Academy of Sciences of CR, Czech Republic
Title: From genomics to spatio-temporal organization of cellular processes: What can confocal microscopy tell us about the mechanism of DNA repair and formation of chromosomal translocations?
Martin Falk has completed his Ph.D. from Masaryk University in Brno, CR. He is the leader of the Department of Chromatin Function, Damage and Repair at the Institute of Biophysics of ASCR, Brno, CR. He participated in more than 25 papers that concern the role of higher-order chromatin structure in regulation of cellular processes. Other research interests include the DNA double-strand break repair, carcinogenesis, tumor cells radiosensitization, and radiobiology.

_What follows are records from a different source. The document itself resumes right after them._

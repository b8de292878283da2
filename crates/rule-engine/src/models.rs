//! 规则引擎领域模型
//!
//! `MatchFilter`（垃圾记录过滤规则）与 `ReportTemplate`（报表转换模板）是持久化的配置对象。
//! 引擎从不修改它们；编译结果、解析后的列表和旧版表达式按实例缓存，字段重新赋值时失效。

use chrono::{DateTime, Utc};
use screening_shared::observability::metrics;
use serde::{Deserialize, Serialize};
use std::sync::Arc;
use tracing::error;
use uuid::Uuid;
use validator::{Validate, ValidationError, ValidationErrors};

use crate::cache::Memo;
use crate::compiler::{CompiledRuleSet, RuleCompiler};
use crate::error::{Result, RuleError};
use crate::executor::RuleExecutor;
use crate::legacy::LegacyCode;
use crate::lists::ListField;
use crate::pipeline::{error_row, is_error_row, CompiledPipeline, PipelineCompiler, Row, RowBuilder, ERROR_CELL};
use crate::record::Record;
use crate::validation::{validate_logic, validate_rule_document, validate_transform_document};

/// 配置的求值方式
#[derive(Debug, Clone, Copy, PartialEq, Eq, Serialize, Deserialize)]
#[serde(rename_all = "snake_case")]
pub enum EvaluationMode {
    /// 结构化文档
    Structured,
    /// 旧版自由文本表达式
    Legacy,
    /// 两者都没有
    Empty,
}

impl EvaluationMode {
    pub fn as_str(&self) -> &'static str {
        match self {
            Self::Structured => "structured",
            Self::Legacy => "legacy",
            Self::Empty => "empty",
        }
    }

    fn select(document: Option<&str>, legacy: &LegacyCode) -> Self {
        if document.is_some_and(|d| !d.trim().is_empty()) {
            Self::Structured
        } else if legacy.is_present() {
            Self::Legacy
        } else {
            Self::Empty
        }
    }
}

/// 评估结果
#[derive(Debug, Clone, Serialize)]
pub struct EvaluationResult {
    pub matched: bool,
    pub config_id: String,
    pub record_id: String,
    pub mode: EvaluationMode,
    pub matched_conditions: Vec<String>,
    pub evaluation_trace: Vec<String>,
    pub evaluation_time_us: i64,
}

impl EvaluationResult {
    pub fn new(config_id: impl Into<String>, record_id: String, mode: EvaluationMode) -> Self {
        Self {
            matched: false,
            config_id: config_id.into(),
            record_id,
            mode,
            matched_conditions: Vec::new(),
            evaluation_trace: Vec::new(),
            evaluation_time_us: 0,
        }
    }
}

fn new_id() -> String {
    Uuid::new_v4().to_string()
}

/// 垃圾记录过滤规则
#[derive(Debug, Clone, Serialize, Deserialize, Validate)]
#[validate(schema(function = "validate_filter_documents"))]
pub struct MatchFilter {
    #[serde(default = "new_id")]
    pub id: String,
    #[validate(length(min = 1, max = 100, message = "name must be 1-100 characters"))]
    pub name: String,
    #[serde(default)]
    rules_json: Option<String>,
    /// 列级 logic，文档自带的 logic 优先
    #[serde(default)]
    logic: Option<String>,
    #[serde(default)]
    data: ListField,
    #[serde(default)]
    whitelist: ListField,
    #[serde(default)]
    blacklist: ListField,
    #[serde(default)]
    code: LegacyCode,
    #[serde(skip)]
    compiled: Memo<Result<CompiledRuleSet>>,
}

impl MatchFilter {
    pub fn new(name: impl Into<String>) -> Self {
        Self {
            id: new_id(),
            name: name.into(),
            rules_json: None,
            logic: None,
            data: ListField::default(),
            whitelist: ListField::default(),
            blacklist: ListField::default(),
            code: LegacyCode::default(),
            compiled: Memo::new(),
        }
    }

    pub fn with_id(mut self, id: impl Into<String>) -> Self {
        self.id = id.into();
        self
    }

    pub fn with_rules(mut self, rules_json: impl Into<String>) -> Self {
        self.set_rules_json(Some(rules_json.into()));
        self
    }

    pub fn with_logic(mut self, logic: impl Into<String>) -> Self {
        self.set_logic(Some(logic.into()));
        self
    }

    pub fn with_data(mut self, data: impl Into<String>) -> Self {
        self.data.set(Some(data.into()));
        self
    }

    pub fn with_whitelist(mut self, whitelist: impl Into<String>) -> Self {
        self.whitelist.set(Some(whitelist.into()));
        self
    }

    pub fn with_blacklist(mut self, blacklist: impl Into<String>) -> Self {
        self.blacklist.set(Some(blacklist.into()));
        self
    }

    pub fn with_code(mut self, code: impl Into<String>) -> Self {
        self.code.set(Some(code.into()));
        self
    }

    pub fn rules_json(&self) -> Option<&str> {
        self.rules_json.as_deref()
    }

    pub fn set_rules_json(&mut self, rules_json: Option<String>) {
        self.rules_json = rules_json;
        self.compiled.invalidate();
    }

    pub fn logic(&self) -> Option<&str> {
        self.logic.as_deref()
    }

    pub fn set_logic(&mut self, logic: Option<String>) {
        self.logic = logic;
        self.compiled.invalidate();
    }

    pub fn data(&self) -> &ListField {
        &self.data
    }

    pub fn set_data(&mut self, data: Option<String>) {
        self.data.set(data);
    }

    pub fn code(&self) -> &LegacyCode {
        &self.code
    }

    pub fn set_code(&mut self, code: Option<String>) {
        self.code.set(code);
    }

    pub fn mode(&self) -> EvaluationMode {
        EvaluationMode::select(self.rules_json.as_deref(), &self.code)
    }

    /// 编译后的规则集，同一实例只解析一次
    pub fn compiled_rules(&self) -> Arc<Result<CompiledRuleSet>> {
        self.compiled.get_or_compute(|| {
            RuleCompiler::compile_from_json(
                self.rules_json.as_deref().unwrap_or_default(),
                self.logic.as_deref(),
            )
        })
    }

    /// 记录是否命中该过滤器，从不返回错误
    pub fn matches(&self, record: &dyn Record) -> bool {
        self.evaluate(record, &RuleExecutor::new()).matched
    }

    pub fn evaluate(&self, record: &dyn Record, executor: &RuleExecutor) -> EvaluationResult {
        self.evaluate_at(record, executor, Utc::now())
    }

    /// 以指定时间作为 `less_than_days_ago` 的参照评估
    pub fn evaluate_at(
        &self,
        record: &dyn Record,
        executor: &RuleExecutor,
        now: DateTime<Utc>,
    ) -> EvaluationResult {
        let mode = self.mode();

        let result = match mode {
            EvaluationMode::Structured => match self.compiled_rules().as_ref() {
                Ok(rule_set) => {
                    executor.execute_at(rule_set, record, &self.data.entries(), &self.id, now)
                }
                Err(e) => {
                    error!(
                        config_id = %self.id,
                        reason = %e,
                        "Rule document is malformed, record not matched"
                    );
                    metrics::record_malformed_document("filter");
                    EvaluationResult::new(&self.id, record.record_id(), mode)
                }
            },
            EvaluationMode::Legacy => {
                let mut result = EvaluationResult::new(&self.id, record.record_id(), mode);
                result.matched = self
                    .code
                    .evaluate_filter(record, &self.data.entries(), &self.id);
                result
            }
            EvaluationMode::Empty => EvaluationResult::new(&self.id, record.record_id(), mode),
        };

        metrics::record_evaluation("filter", mode.as_str(), result.matched);
        result
    }

    /// 值是否在白名单中（精确匹配）
    pub fn whitelisted(&self, value: &str) -> bool {
        self.whitelist.contains(value)
    }

    /// 值是否在黑名单中（精确匹配）
    pub fn blacklisted(&self, value: &str) -> bool {
        self.blacklist.contains(value)
    }

    /// 保存前校验，失败时返回全部错误
    pub fn check(&self) -> Result<()> {
        let mut errors = attribute_errors(self.validate());
        errors.extend(self.document_errors());
        into_result(errors)
    }

    fn document_errors(&self) -> Vec<String> {
        let mut errors = validate_rule_document(self.rules_json.as_deref());
        if let Some(logic) = self.logic.as_deref().filter(|l| !l.trim().is_empty()) {
            errors.extend(validate_logic(logic));
        }
        errors
    }
}

fn validate_filter_documents(filter: &MatchFilter) -> std::result::Result<(), ValidationError> {
    document_validation("rules_json", filter.document_errors())
}

/// 报表转换模板
#[derive(Debug, Clone, Serialize, Deserialize, Validate)]
#[validate(schema(function = "validate_template_documents"))]
pub struct ReportTemplate {
    #[serde(default = "new_id")]
    pub id: String,
    #[validate(length(min = 1, max = 100, message = "name must be 1-100 characters"))]
    pub name: String,
    #[serde(default)]
    transform_json: Option<String>,
    #[serde(default)]
    proc_code: LegacyCode,
    /// 仅供下游写出器使用
    #[serde(default)]
    #[validate(range(min = 1, max = 1000, message = "column_width must be between 1 and 1000"))]
    pub column_width: Option<u32>,
    #[serde(skip)]
    compiled: Memo<Result<CompiledPipeline>>,
}

impl ReportTemplate {
    pub fn new(name: impl Into<String>) -> Self {
        Self {
            id: new_id(),
            name: name.into(),
            transform_json: None,
            proc_code: LegacyCode::default(),
            column_width: None,
            compiled: Memo::new(),
        }
    }

    pub fn with_id(mut self, id: impl Into<String>) -> Self {
        self.id = id.into();
        self
    }

    pub fn with_transform(mut self, transform_json: impl Into<String>) -> Self {
        self.set_transform_json(Some(transform_json.into()));
        self
    }

    pub fn with_proc_code(mut self, proc_code: impl Into<String>) -> Self {
        self.proc_code.set(Some(proc_code.into()));
        self
    }

    pub fn transform_json(&self) -> Option<&str> {
        self.transform_json.as_deref()
    }

    pub fn set_transform_json(&mut self, transform_json: Option<String>) {
        self.transform_json = transform_json;
        self.compiled.invalidate();
    }

    pub fn proc_code(&self) -> &LegacyCode {
        &self.proc_code
    }

    pub fn set_proc_code(&mut self, proc_code: Option<String>) {
        self.proc_code.set(proc_code);
    }

    pub fn mode(&self) -> EvaluationMode {
        EvaluationMode::select(self.transform_json.as_deref(), &self.proc_code)
    }

    /// 编译后的管道，同一实例只解析一次
    pub fn compiled_pipeline(&self) -> Arc<Result<CompiledPipeline>> {
        self.compiled.get_or_compute(|| {
            PipelineCompiler::compile_from_json(
                self.transform_json.as_deref().unwrap_or_default(),
                &self.id,
            )
        })
    }

    /// 构建报表行，从不返回错误
    pub fn build_row(&self, record: &dyn Record) -> Row {
        let mode = self.mode();

        let row = match mode {
            EvaluationMode::Structured => match self.compiled_pipeline().as_ref() {
                Ok(pipeline) => RowBuilder::build(pipeline, record, &self.id),
                Err(e) => {
                    error!(
                        config_id = %self.id,
                        reason = %e,
                        "Transform document is malformed, emitting error row"
                    );
                    metrics::record_malformed_document("report");
                    error_row()
                }
            },
            EvaluationMode::Legacy => self.proc_code.build_row(record, &self.id),
            EvaluationMode::Empty => Row::new(),
        };

        metrics::record_evaluation("report", mode.as_str(), !is_error_row(&row));
        row
    }

    /// 列标签；旧版表达式只有在拿到记录后才知道列，返回空
    pub fn header(&self) -> Vec<String> {
        match self.mode() {
            EvaluationMode::Structured => match self.compiled_pipeline().as_ref() {
                Ok(pipeline) => pipeline.header(),
                Err(_) => vec![ERROR_CELL.to_string()],
            },
            EvaluationMode::Legacy | EvaluationMode::Empty => Vec::new(),
        }
    }

    /// 保存前校验，失败时返回全部错误
    pub fn check(&self) -> Result<()> {
        let mut errors = attribute_errors(self.validate());
        errors.extend(self.document_errors());
        into_result(errors)
    }

    fn document_errors(&self) -> Vec<String> {
        validate_transform_document(self.transform_json.as_deref())
    }
}

fn validate_template_documents(
    template: &ReportTemplate,
) -> std::result::Result<(), ValidationError> {
    document_validation("transform_json", template.document_errors())
}

/// 批量导入的配置集合
#[derive(Debug, Clone, Default, Serialize, Deserialize)]
pub struct ConfigurationBundle {
    #[serde(default)]
    pub filters: Vec<MatchFilter>,
    #[serde(default)]
    pub templates: Vec<ReportTemplate>,
}

fn document_validation(
    code: &'static str,
    errors: Vec<String>,
) -> std::result::Result<(), ValidationError> {
    if errors.is_empty() {
        return Ok(());
    }
    let mut error = ValidationError::new(code);
    error.message = Some(errors.join("; ").into());
    Err(error)
}

/// 属性级错误（文档级错误由 `document_errors` 单独逐条给出）
fn attribute_errors(outcome: std::result::Result<(), ValidationErrors>) -> Vec<String> {
    let Err(errors) = outcome else {
        return Vec::new();
    };

    let mut messages: Vec<String> = errors
        .field_errors()
        .into_iter()
        .filter(|(field, _)| *field != "__all__")
        .flat_map(|(field, errs)| {
            errs.iter()
                .map(|e| match &e.message {
                    Some(message) => message.to_string(),
                    None => format!("{} is invalid ({})", field, e.code),
                })
                .collect::<Vec<_>>()
        })
        .collect();
    messages.sort();
    messages
}

fn into_result(errors: Vec<String>) -> Result<()> {
    if errors.is_empty() {
        Ok(())
    } else {
        Err(RuleError::ConfigurationInvalid(errors))
    }
}
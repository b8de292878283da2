//! 报表行转换管道
//!
//! 按列构建报表行：读取来源字段（最多经过一跳关联），依次应用转换，最后至多应用一个格式。
//! 读取失败只影响当前列，整份文档解析失败时返回哨兵行。

use serde::{Deserialize, Serialize};
use screening_shared::observability::metrics;
use tracing::{error, warn};

use crate::allowlist::allow_list;
use crate::error::{Result, RuleError};
use crate::record::{association_guarded, read_guarded, FieldValue, Record};
use crate::transforms::{Format, Transformation};

/// 报表行：(列标签, 单元格文本)
pub type Row = Vec<(String, String)>;

/// 哨兵行的标签与单元格
pub const ERROR_CELL: &str = "ERROR";

/// 文档无法解析时返回的哨兵行
pub fn error_row() -> Row {
    vec![(ERROR_CELL.to_string(), ERROR_CELL.to_string())]
}

pub fn is_error_row(row: &Row) -> bool {
    row.len() == 1 && row[0].0 == ERROR_CELL && row[0].1 == ERROR_CELL
}

/// 转换文档
#[derive(Debug, Clone, Serialize, Deserialize)]
pub struct TransformDocument {
    pub columns: Vec<ColumnSpec>,
}

/// 列定义
#[derive(Debug, Clone, Default, Serialize, Deserialize)]
pub struct ColumnSpec {
    #[serde(default)]
    pub source: Option<String>,
    #[serde(default)]
    pub transformations: Option<Vec<String>>,
    #[serde(default, skip_serializing_if = "Option::is_none")]
    pub format: Option<String>,
    #[serde(default)]
    pub output: Option<String>,
}

/// 来源路径：字段本身，或经过一跳关联的字段
#[derive(Debug, Clone, PartialEq, Eq)]
pub enum SourcePath {
    Field(String),
    Associated { association: String, field: String },
}

impl SourcePath {
    /// 解析点号路径，超过两段或不在白名单内的路径直接拒绝
    pub fn parse(source: &str) -> std::result::Result<Self, String> {
        let segments: Vec<&str> = source.split('.').collect();

        if segments.iter().any(|s| s.is_empty()) {
            return Err(format!("source '{}' has an empty segment", source));
        }

        match segments.as_slice() {
            [field] => {
                check_field(field)?;
                Ok(Self::Field(field.to_string()))
            }
            [association, field] => {
                if !allow_list().is_association_allowed(association) {
                    return Err(format!("association '{}' not allowed", association));
                }
                check_field(field)?;
                Ok(Self::Associated {
                    association: association.to_string(),
                    field: field.to_string(),
                })
            }
            _ => Err(format!("source '{}' has more than two segments", source)),
        }
    }
}

fn check_field(field: &str) -> std::result::Result<(), String> {
    if allow_list().is_field_allowed(field) {
        Ok(())
    } else {
        Err(format!("field '{}' not allowed", field))
    }
}

/// 编译后的列
#[derive(Debug, Clone)]
pub struct CompiledColumn {
    pub label: String,
    pub source: std::result::Result<SourcePath, String>,
    pub transformations: Vec<Transformation>,
    pub format: Option<Format>,
}

/// 编译后的管道
#[derive(Debug, Clone, Default)]
pub struct CompiledPipeline {
    pub columns: Vec<CompiledColumn>,
}

impl CompiledPipeline {
    /// 列标签，按文档顺序
    pub fn header(&self) -> Vec<String> {
        self.columns.iter().map(|c| c.label.clone()).collect()
    }

    pub fn is_empty(&self) -> bool {
        self.columns.is_empty()
    }
}

/// 管道编译器
pub struct PipelineCompiler;

impl PipelineCompiler {
    /// 从 JSON 编译管道
    ///
    /// 未知的转换或格式名在编译时记录一次警告并跳过。
    pub fn compile_from_json(json: &str, config_id: &str) -> Result<CompiledPipeline> {
        let document: TransformDocument = serde_json::from_str(json)
            .map_err(|e| RuleError::MalformedDocument(e.to_string()))?;
        Ok(Self::compile(&document, config_id))
    }

    pub fn compile(document: &TransformDocument, config_id: &str) -> CompiledPipeline {
        let columns = document
            .columns
            .iter()
            .map(|spec| Self::compile_column(spec, config_id))
            .collect();

        CompiledPipeline { columns }
    }

    fn compile_column(spec: &ColumnSpec, config_id: &str) -> CompiledColumn {
        let label = spec.output.clone().unwrap_or_default();

        let source = match spec.source.as_deref() {
            Some(source) => SourcePath::parse(source),
            None => Err("source is missing".to_string()),
        };

        let transformations = spec
            .transformations
            .iter()
            .flatten()
            .filter_map(|name| {
                let found = allow_list().transformation(name);
                if found.is_none() {
                    warn!(
                        config_id = %config_id,
                        column = %label,
                        transformation = %name,
                        "Unknown transformation skipped"
                    );
                }
                found
            })
            .collect();

        let format = spec.format.as_deref().and_then(|name| {
            let found = allow_list().format(name);
            if found.is_none() {
                warn!(
                    config_id = %config_id,
                    column = %label,
                    format = %name,
                    "Unknown format skipped"
                );
            }
            found
        });

        CompiledColumn {
            label,
            source,
            transformations,
            format,
        }
    }
}

/// 报表行构建器
pub struct RowBuilder;

impl RowBuilder {
    /// 逐列构建报表行，列之间互不影响
    pub fn build(pipeline: &CompiledPipeline, record: &dyn Record, config_id: &str) -> Row {
        pipeline
            .columns
            .iter()
            .map(|column| (column.label.clone(), Self::render(column, record, config_id)))
            .collect()
    }

    fn render(column: &CompiledColumn, record: &dyn Record, config_id: &str) -> String {
        let value = match Self::extract(column, record) {
            Ok(value) => value,
            Err(reason) => {
                error!(
                    config_id = %config_id,
                    record_id = %record.record_id(),
                    column = %column.label,
                    reason = %reason,
                    "Column extraction failed, rendered empty"
                );
                metrics::record_extraction_failure("report");
                return String::new();
            }
        };

        let value = column
            .transformations
            .iter()
            .fold(value, |acc, t| t.apply(acc));

        match column.format {
            Some(format) => format.apply(value).to_string(),
            None => value.to_string(),
        }
    }

    fn extract(column: &CompiledColumn, record: &dyn Record) -> std::result::Result<FieldValue, String> {
        match &column.source {
            Ok(SourcePath::Field(field)) => read_guarded(record, field).map_err(|e| e.to_string()),
            Ok(SourcePath::Associated { association, field }) => {
                match association_guarded(record, association).map_err(|e| e.to_string())? {
                    Some(associated) => {
                        read_guarded(associated, field).map_err(|e| e.to_string())
                    }
                    None => Err(format!("association '{}' is empty", association)),
                }
            }
            Err(reason) => Err(reason.clone()),
        }
    }
}
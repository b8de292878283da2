//! 列表型辅助数据
//!
//! 将换行分隔的文本（`data`、`whitelist`、`blacklist`）解析为去空白的字面量列表，
//! 兼容 LF 与 CRLF。解析结果按实例缓存，重新赋值时失效。

use serde::{Deserialize, Serialize};
use std::sync::Arc;

use crate::cache::Memo;

/// `in_list` 操作符引用配置自带列表时使用的哨兵值
pub const DATA_LIST: &str = "DATA_LIST";

/// 解析换行分隔文本；空文本得到空列表
pub fn parse_list(text: Option<&str>) -> Vec<String> {
    text.map(|t| {
        t.lines()
            .map(str::trim)
            .filter(|line| !line.is_empty())
            .map(str::to_string)
            .collect()
    })
    .unwrap_or_default()
}

/// 带缓存的列表字段
#[derive(Debug, Clone, Default, Serialize, Deserialize)]
#[serde(from = "Option<String>", into = "Option<String>")]
pub struct ListField {
    text: Option<String>,
    parsed: Memo<Vec<String>>,
}

impl ListField {
    pub fn new(text: Option<String>) -> Self {
        Self {
            text,
            parsed: Memo::new(),
        }
    }

    pub fn text(&self) -> Option<&str> {
        self.text.as_deref()
    }

    /// 重新赋值，同时让缓存失效
    pub fn set(&mut self, text: Option<String>) {
        self.text = text;
        self.parsed.invalidate();
    }

    pub fn entries(&self) -> Arc<Vec<String>> {
        self.parsed.get_or_compute(|| parse_list(self.text.as_deref()))
    }

    /// 精确匹配
    pub fn contains(&self, value: &str) -> bool {
        self.entries().iter().any(|entry| entry == value)
    }

    pub fn is_empty(&self) -> bool {
        self.entries().is_empty()
    }
}

impl From<Option<String>> for ListField {
    fn from(text: Option<String>) -> Self {
        Self::new(text)
    }
}

impl From<ListField> for Option<String> {
    fn from(field: ListField) -> Self {
        field.text
    }
}
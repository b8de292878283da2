//! 配置管理模块
//!
//! 支持多格式配置文件加载，环境变量覆盖，以及类型安全的配置访问。

use config::{Config, ConfigError, Environment, File};
use serde::Deserialize;
use std::path::Path;

use crate::observability::ObservabilityConfig;

/// 引擎运行配置
#[derive(Debug, Clone, Deserialize, Default)]
pub struct EngineConfig {
    /// 默认是否记录逐条件评估追踪
    #[serde(default)]
    pub trace_evaluations: bool,
}

/// 应用配置
#[derive(Debug, Clone, Deserialize)]
pub struct AppConfig {
    pub service_name: String,
    pub environment: String,
    #[serde(default)]
    pub observability: ObservabilityConfig,
    #[serde(default)]
    pub engine: EngineConfig,
}

impl Default for AppConfig {
    fn default() -> Self {
        Self {
            service_name: "rule-engine".to_string(),
            environment: "development".to_string(),
            observability: ObservabilityConfig::default(),
            engine: EngineConfig::default(),
        }
    }
}

impl AppConfig {
    /// 从配置文件和环境变量加载配置
    ///
    /// 加载顺序（后加载的会覆盖先加载的同名配置项）：
    /// 1. config/default.toml（默认配置）
    /// 2. config/{environment}.toml（环境特定配置）
    /// 3. config/{service_name}.toml（服务特定配置）
    /// 4. 环境变量（SCREENING_ 前缀，双下划线分隔层级，如
    ///    SCREENING_OBSERVABILITY__LOG_LEVEL -> observability.log_level）
    pub fn load(service_name: &str) -> Result<Self, ConfigError> {
        let env = std::env::var("SCREENING_ENV").unwrap_or_else(|_| "development".to_string());

        let config_dir = std::env::var("CONFIG_DIR").unwrap_or_else(|_| "config".to_string());

        Self::load_from(service_name, &env, Path::new(&config_dir))
    }

    /// 从指定目录加载
    pub fn load_from(service_name: &str, env: &str, config_dir: &Path) -> Result<Self, ConfigError> {
        let builder = Config::builder()
            // 默认配置
            .set_default("service_name", service_name)?
            .set_default("environment", env)?
            // 加载默认配置文件
            .add_source(File::from(config_dir.join("default.toml")).required(false))
            // 加载环境特定配置
            .add_source(File::from(config_dir.join(format!("{}.toml", env))).required(false))
            // 加载服务特定配置
            .add_source(
                File::from(config_dir.join(format!("{}.toml", service_name))).required(false),
            )
            // 环境变量覆盖
            .add_source(
                Environment::with_prefix("SCREENING")
                    .prefix_separator("_")
                    .separator("__")
                    .try_parsing(true),
            );

        builder.build()?.try_deserialize()
    }

    /// 是否为生产环境
    pub fn is_production(&self) -> bool {
        self.environment == "production"
    }
}

#[cfg(test)]
mod tests {
    use super::*;
    use std::fs;

    #[test]
    fn test_default_config() {
        let config = AppConfig::default();
        assert_eq!(config.service_name, "rule-engine");
        assert_eq!(config.observability.log_level, "info");
        assert!(!config.engine.trace_evaluations);
        assert!(!config.is_production());
    }

    #[test]
    fn test_load_without_files_uses_defaults() {
        let dir = std::env::temp_dir().join("screening-config-missing");
        let config = AppConfig::load_from("rule-lint", "test", &dir).unwrap();
        assert_eq!(config.service_name, "rule-lint");
        assert_eq!(config.environment, "test");
        assert!(!config.observability.json_logs);
    }

    #[test]
    fn test_service_file_overrides_default_file() {
        let dir = std::env::temp_dir().join(format!("screening-config-{}", std::process::id()));
        fs::create_dir_all(&dir).unwrap();
        fs::write(
            dir.join("default.toml"),
            "[observability]\nlog_level = \"warn\"\n\n[engine]\ntrace_evaluations = false\n",
        )
        .unwrap();
        fs::write(dir.join("rule-lint.toml"), "[engine]\ntrace_evaluations = true\n").unwrap();

        let config = AppConfig::load_from("rule-lint", "staging", &dir).unwrap();
        assert_eq!(config.observability.log_level, "warn");
        assert!(config.engine.trace_evaluations);

        fs::remove_dir_all(&dir).unwrap();
    }
}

We show how confocal microscopy can contribute to the research of DNA double-strand break (DSB) repair and propose a model of the relationship between the higher-order chromatin structure, DSB induction, repair, and formation of chromosomal translocations. The integrity of the human genome is continuously threatened by intercellular and environmental factors. DSBs represent the most serious DNA lesions - even a single DSB can initiate cell death or cancer when repaired inaccurately. On the other hand, tumor cells are most efficiently killed by DSBs introduced by radiotherapy or chemotherapy. Until recently, mainly the "biochemical" aspects of DSB repair were studied. Today, in the era of genomics, we have quite detailed information how dozens of proteins interact in the frame of complex signaling and repair pathways (or rather networks) in order to preserve the genome integrity. However, how these processes are orchestrated in time and space of the cell nucleus is largely unknown. We have employed a high-resolution confocal microscopy (in combination with protein labeling in spatially fixed and living cells) to study how DSBs are being repaired in the context of nuclear architecture. We will discuss how chromatin structure influences the activity, mechanism and fidelity of DSB repair. For instance, heterochromatin must decondense to allow DSB rejoining. However, this decondensation also increases DSB movement - "directed" by the higher-order chromatin structure - that might increase the risk of chromosomal translocations.